----- PROVIDED RECORDS -----
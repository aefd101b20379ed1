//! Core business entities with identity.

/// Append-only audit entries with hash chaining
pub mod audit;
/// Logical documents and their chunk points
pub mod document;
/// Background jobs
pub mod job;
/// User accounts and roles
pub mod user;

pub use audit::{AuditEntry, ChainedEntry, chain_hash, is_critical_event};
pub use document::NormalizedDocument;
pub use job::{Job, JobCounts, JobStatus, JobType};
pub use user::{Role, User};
-----
» WHAT IS EXPECTED: The full listing above is to be copied exactly, line for line.

» RESPONSE TO THE TASK:
repository aefd101b20379ed1
//! Core business entities with identity.

/// Append-only audit entries with hash chaining
pub mod audit;
/// Logical documents and their chunk points
pub mod document;
/// Background jobs
pub mod job;
/// User accounts and roles
pub mod user;

pub use audit::{AuditEntry, ChainedEntry, chain_hash, is_critical_event};
pub use document::NormalizedDocument;
pub use job::{Job, JobCounts, JobStatus, JobType};
pub use user::{Role, User};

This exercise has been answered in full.